Last Thursday I was sitting in the sun in Amalfi and enjoying lunch outdoors overlooking the Marina Grande beach. There were a few brave souls making their way slowly out into the cold water and returning soon enough to lay in the warmth of the sun. Spring is just about to burst open here on the Amalfi Coast, and everything from trees to tourism is coming back to life.
The next morning my cat, Puffy, showed up in the garden in terrible pain. We rushed him to the vet’s office in Maiori to find that he had a urinary block. Tests were done and there has been no significant damage to his kidneys, so thankfully he hadn’t been blocked for very long. We remembered that he seemed quite normal Thursday evening. With a catheter, the IV attachment in his front arm and a cone around his head, the following few days (and nights) were very long. As I sat for hours next to him in the bathroom to keep him calm, I had a lot of time to focus on certain ideas that have been in my mind for months now.
One of the words that kept coming back to me was gratefulness. As Puffy purred away while I sat next to him—even when he was in pain—I realized that was his way of telling me how grateful he was for me being there beside him. I thought about how grateful I am, in turn, for all the happiness he has brought us, and how insignificant and easy it is to give him this time and a few nights of sleep. I am grateful that he is recovering now and for this time helping him along that road. It was time that I needed to spend away from my busy schedule.

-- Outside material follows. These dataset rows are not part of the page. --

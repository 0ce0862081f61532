use std::thread;
use std::time::Duration;

use reqwest::StatusCode;
use reqwest::blocking::Client;
use reqwest::header::{HeaderMap, HeaderValue, USER_AGENT};
use serde::Serialize;
use serde::de::DeserializeOwned;

use crate::domain::{RawRiver, RawStation};
use crate::error::FangstError;

/// Read-side interface to the field-data service. PostgREST-style endpoints
/// returning arrays of snake_case records.
pub trait ApiClient: Send + Sync {
    fn fetch_rivers(&self) -> Result<Vec<RawRiver>, FangstError>;
    fn fetch_stations(&self) -> Result<Vec<RawStation>, FangstError>;
    fn fetch_river_summary(&self, id: i64) -> Result<Vec<RawRiver>, FangstError>;
    fn fetch_station_summary(&self, id: i64) -> Result<Vec<RawStation>, FangstError>;
    fn fetch_station_download(&self, ids: &[i64]) -> Result<Vec<RawStation>, FangstError>;
}

#[derive(Clone)]
pub struct HttpApiClient {
    client: Client,
    base_url: String,
    auth_url: String,
}

#[derive(Debug, Serialize)]
struct Credentials<'a> {
    username: &'a str,
    password: &'a str,
}

impl HttpApiClient {
    pub fn new(base_url: &str, auth_url: &str) -> Result<Self, FangstError> {
        let mut headers = HeaderMap::new();
        headers.insert(
            USER_AGENT,
            HeaderValue::from_str(&format!("fangstdata/{}", env!("CARGO_PKG_VERSION")))
                .map_err(|err| FangstError::ApiHttp(err.to_string()))?,
        );
        let client = Client::builder()
            .default_headers(headers)
            .cookie_store(true)
            .timeout(Duration::from_secs(30))
            .build()
            .map_err(|err| FangstError::ApiHttp(err.to_string()))?;
        Ok(Self {
            client,
            base_url: base_url.trim_end_matches('/').to_string(),
            auth_url: auth_url.trim_end_matches('/').to_string(),
        })
    }

    /// Session-cookie login. The cookie jar keeps the session for later
    /// fetches; nothing is returned on success.
    pub fn login(&self, username: &str, password: &str) -> Result<(), FangstError> {
        let response = self
            .client
            .post(format!("{}/login", self.auth_url))
            .json(&Credentials { username, password })
            .send()
            .map_err(|err| FangstError::ApiHttp(err.to_string()))?;
        if !response.status().is_success() {
            return Err(FangstError::Auth(status_text(response.status())));
        }
        Ok(())
    }

    fn refresh_session(&self) -> Result<(), FangstError> {
        let response = self
            .client
            .post(format!("{}/refresh", self.auth_url))
            .send()
            .map_err(|err| FangstError::ApiHttp(err.to_string()))?;
        if !response.status().is_success() {
            return Err(FangstError::Auth(status_text(response.status())));
        }
        Ok(())
    }

    /// A 401 gets one session refresh and one retry; 204 means no content and
    /// yields an empty list; any other non-2xx surfaces the HTTP status text.
    fn get_records<T: DeserializeOwned>(&self, path_and_query: &str) -> Result<Vec<T>, FangstError> {
        let url = format!("{}{}", self.base_url, path_and_query);
        let mut response = self.send_with_retries(|| self.client.get(&url))?;

        if response.status() == StatusCode::UNAUTHORIZED {
            self.refresh_session()?;
            response = self.send_with_retries(|| self.client.get(&url))?;
            if response.status() == StatusCode::UNAUTHORIZED {
                return Err(FangstError::Auth(status_text(response.status())));
            }
        }
        if response.status() == StatusCode::NO_CONTENT {
            return Ok(Vec::new());
        }
        if !response.status().is_success() {
            return Err(FangstError::ApiStatus {
                status: response.status().as_u16(),
                message: status_text(response.status()),
            });
        }
        response
            .json()
            .map_err(|err| FangstError::ApiHttp(err.to_string()))
    }

    fn send_with_retries<F>(
        &self,
        mut make_req: F,
    ) -> Result<reqwest::blocking::Response, FangstError>
    where
        F: FnMut() -> reqwest::blocking::RequestBuilder,
    {
        const MAX_RETRIES: usize = 3;
        const BASE_DELAY_MS: u64 = 200;
        let mut attempt = 0usize;
        loop {
            let response = make_req().send();
            match response {
                Ok(resp) => {
                    let status = resp.status().as_u16();
                    if attempt < MAX_RETRIES && is_retryable_status(status) {
                        let delay = BASE_DELAY_MS * (attempt as u64 + 1);
                        thread::sleep(Duration::from_millis(delay));
                        attempt += 1;
                        continue;
                    }
                    return Ok(resp);
                }
                Err(err) => {
                    if attempt < MAX_RETRIES && is_retryable_error(&err) {
                        let delay = BASE_DELAY_MS * (attempt as u64 + 1);
                        thread::sleep(Duration::from_millis(delay));
                        attempt += 1;
                        continue;
                    }
                    return Err(FangstError::ApiHttp(err.to_string()));
                }
            }
        }
    }
}

impl ApiClient for HttpApiClient {
    fn fetch_rivers(&self) -> Result<Vec<RawRiver>, FangstError> {
        self.get_records("/rivers")
    }

    fn fetch_stations(&self) -> Result<Vec<RawStation>, FangstError> {
        self.get_records("/stations")
    }

    fn fetch_river_summary(&self, id: i64) -> Result<Vec<RawRiver>, FangstError> {
        self.get_records(&format!("/rivers?id=eq.{id}"))
    }

    fn fetch_station_summary(&self, id: i64) -> Result<Vec<RawStation>, FangstError> {
        self.get_records(&format!("/stations?id=eq.{id}&select=*,observations(*)"))
    }

    fn fetch_station_download(&self, ids: &[i64]) -> Result<Vec<RawStation>, FangstError> {
        let id_list = ids
            .iter()
            .map(|id| id.to_string())
            .collect::<Vec<_>>()
            .join(",");
        self.get_records(&format!(
            "/stations?id=in.({id_list})&select=*,observations(*)"
        ))
    }
}

fn status_text(status: StatusCode) -> String {
    status
        .canonical_reason()
        .unwrap_or("request failed")
        .to_string()
}

fn is_retryable_status(status: u16) -> bool {
    matches!(status, 429 | 500 | 502 | 503 | 504)
}

fn is_retryable_error(err: &reqwest::Error) -> bool {
    err.is_timeout() || err.is_connect() || err.is_request()
}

It’s easy to be grateful for the good days when the sun is shining and life seems easy. But what about the other days when you’re exhausted, frustrated or worried? I realized I don’t want to miss those days. I want to be grateful not only for the good days, but also for the challenging days, the long days, the stressful days. There is something in each of those days to be grateful for – if only the purring of an animal that is grateful for your love and care.